Given data:
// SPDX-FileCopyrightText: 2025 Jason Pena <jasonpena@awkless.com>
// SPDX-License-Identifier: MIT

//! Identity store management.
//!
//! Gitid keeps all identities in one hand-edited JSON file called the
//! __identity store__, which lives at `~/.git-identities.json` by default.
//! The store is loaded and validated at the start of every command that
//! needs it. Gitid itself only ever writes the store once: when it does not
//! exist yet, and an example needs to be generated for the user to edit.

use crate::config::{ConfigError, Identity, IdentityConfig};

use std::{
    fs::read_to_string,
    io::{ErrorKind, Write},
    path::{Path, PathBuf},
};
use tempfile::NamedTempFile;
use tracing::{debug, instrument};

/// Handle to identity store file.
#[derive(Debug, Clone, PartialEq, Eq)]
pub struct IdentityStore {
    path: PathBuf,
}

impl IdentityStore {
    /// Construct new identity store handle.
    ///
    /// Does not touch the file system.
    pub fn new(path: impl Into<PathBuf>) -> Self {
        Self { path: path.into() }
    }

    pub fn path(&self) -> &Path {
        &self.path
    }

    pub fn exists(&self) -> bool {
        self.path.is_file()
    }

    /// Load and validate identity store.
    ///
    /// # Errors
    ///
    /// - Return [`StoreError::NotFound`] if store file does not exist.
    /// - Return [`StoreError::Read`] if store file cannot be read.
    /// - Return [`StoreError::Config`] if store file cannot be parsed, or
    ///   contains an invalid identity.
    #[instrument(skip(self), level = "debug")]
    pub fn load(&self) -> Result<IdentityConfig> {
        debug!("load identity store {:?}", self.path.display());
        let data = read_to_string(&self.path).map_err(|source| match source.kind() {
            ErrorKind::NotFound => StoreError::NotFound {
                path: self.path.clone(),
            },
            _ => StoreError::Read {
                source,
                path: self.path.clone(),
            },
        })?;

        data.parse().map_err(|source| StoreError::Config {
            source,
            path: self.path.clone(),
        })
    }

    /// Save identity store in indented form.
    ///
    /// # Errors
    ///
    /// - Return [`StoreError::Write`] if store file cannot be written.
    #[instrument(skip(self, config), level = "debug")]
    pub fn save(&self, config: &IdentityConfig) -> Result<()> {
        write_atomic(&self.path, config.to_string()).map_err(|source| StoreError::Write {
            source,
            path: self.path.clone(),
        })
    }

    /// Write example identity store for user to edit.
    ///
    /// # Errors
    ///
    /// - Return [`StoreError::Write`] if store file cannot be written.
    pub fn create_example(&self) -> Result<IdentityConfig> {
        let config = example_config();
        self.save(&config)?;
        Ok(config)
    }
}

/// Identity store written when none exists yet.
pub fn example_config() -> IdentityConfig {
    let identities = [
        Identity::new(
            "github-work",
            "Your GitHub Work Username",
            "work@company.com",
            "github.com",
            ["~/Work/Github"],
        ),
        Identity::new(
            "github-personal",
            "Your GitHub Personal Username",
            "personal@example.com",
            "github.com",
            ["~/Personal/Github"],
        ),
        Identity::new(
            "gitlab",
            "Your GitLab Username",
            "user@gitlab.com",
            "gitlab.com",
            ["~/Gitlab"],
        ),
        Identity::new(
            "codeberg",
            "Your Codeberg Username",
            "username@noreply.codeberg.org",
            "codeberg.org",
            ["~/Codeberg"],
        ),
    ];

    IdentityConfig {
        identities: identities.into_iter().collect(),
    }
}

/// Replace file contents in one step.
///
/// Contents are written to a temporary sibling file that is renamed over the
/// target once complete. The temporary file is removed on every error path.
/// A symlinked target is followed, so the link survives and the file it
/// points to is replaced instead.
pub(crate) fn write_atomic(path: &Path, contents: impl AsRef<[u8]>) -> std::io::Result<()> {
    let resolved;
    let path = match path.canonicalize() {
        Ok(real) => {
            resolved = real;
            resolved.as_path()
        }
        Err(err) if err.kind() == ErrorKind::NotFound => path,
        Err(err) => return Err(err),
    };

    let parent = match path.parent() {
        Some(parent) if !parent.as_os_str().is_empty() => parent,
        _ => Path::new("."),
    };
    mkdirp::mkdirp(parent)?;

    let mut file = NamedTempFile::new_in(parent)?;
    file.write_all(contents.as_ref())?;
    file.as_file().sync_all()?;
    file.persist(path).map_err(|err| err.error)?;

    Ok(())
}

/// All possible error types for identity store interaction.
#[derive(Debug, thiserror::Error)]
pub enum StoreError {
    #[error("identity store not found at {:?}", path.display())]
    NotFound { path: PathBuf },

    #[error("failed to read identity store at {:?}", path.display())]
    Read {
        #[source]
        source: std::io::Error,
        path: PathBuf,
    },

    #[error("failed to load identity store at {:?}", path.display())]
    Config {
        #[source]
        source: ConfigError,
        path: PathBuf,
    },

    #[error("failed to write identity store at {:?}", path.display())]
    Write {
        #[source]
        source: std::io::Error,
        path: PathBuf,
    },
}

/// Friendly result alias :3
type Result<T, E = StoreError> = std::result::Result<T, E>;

Assigned task: Where the listing above reaches the line that contains "renamed over the", start retyping, and finish with the line that contains "pub enum StoreError"; reproduce those lines exactly and no others.

Result of the exercise:
/// Contents are written to a temporary sibling file that is renamed over the
/// target once complete. The temporary file is removed on every error path.
/// A symlinked target is followed, so the link survives and the file it
/// points to is replaced instead.
pub(crate) fn write_atomic(path: &Path, contents: impl AsRef<[u8]>) -> std::io::Result<()> {
    let resolved;
    let path = match path.canonicalize() {
        Ok(real) => {
            resolved = real;
            resolved.as_path()
        }
        Err(err) if err.kind() == ErrorKind::NotFound => path,
        Err(err) => return Err(err),
    };

    let parent = match path.parent() {
        Some(parent) if !parent.as_os_str().is_empty() => parent,
        _ => Path::new("."),
    };
    mkdirp::mkdirp(parent)?;

    let mut file = NamedTempFile::new_in(parent)?;
    file.write_all(contents.as_ref())?;
    file.as_file().sync_all()?;
    file.persist(path).map_err(|err| err.error)?;

    Ok(())
}

/// All possible error types for identity store interaction.
#[derive(Debug, thiserror::Error)]
pub enum StoreError {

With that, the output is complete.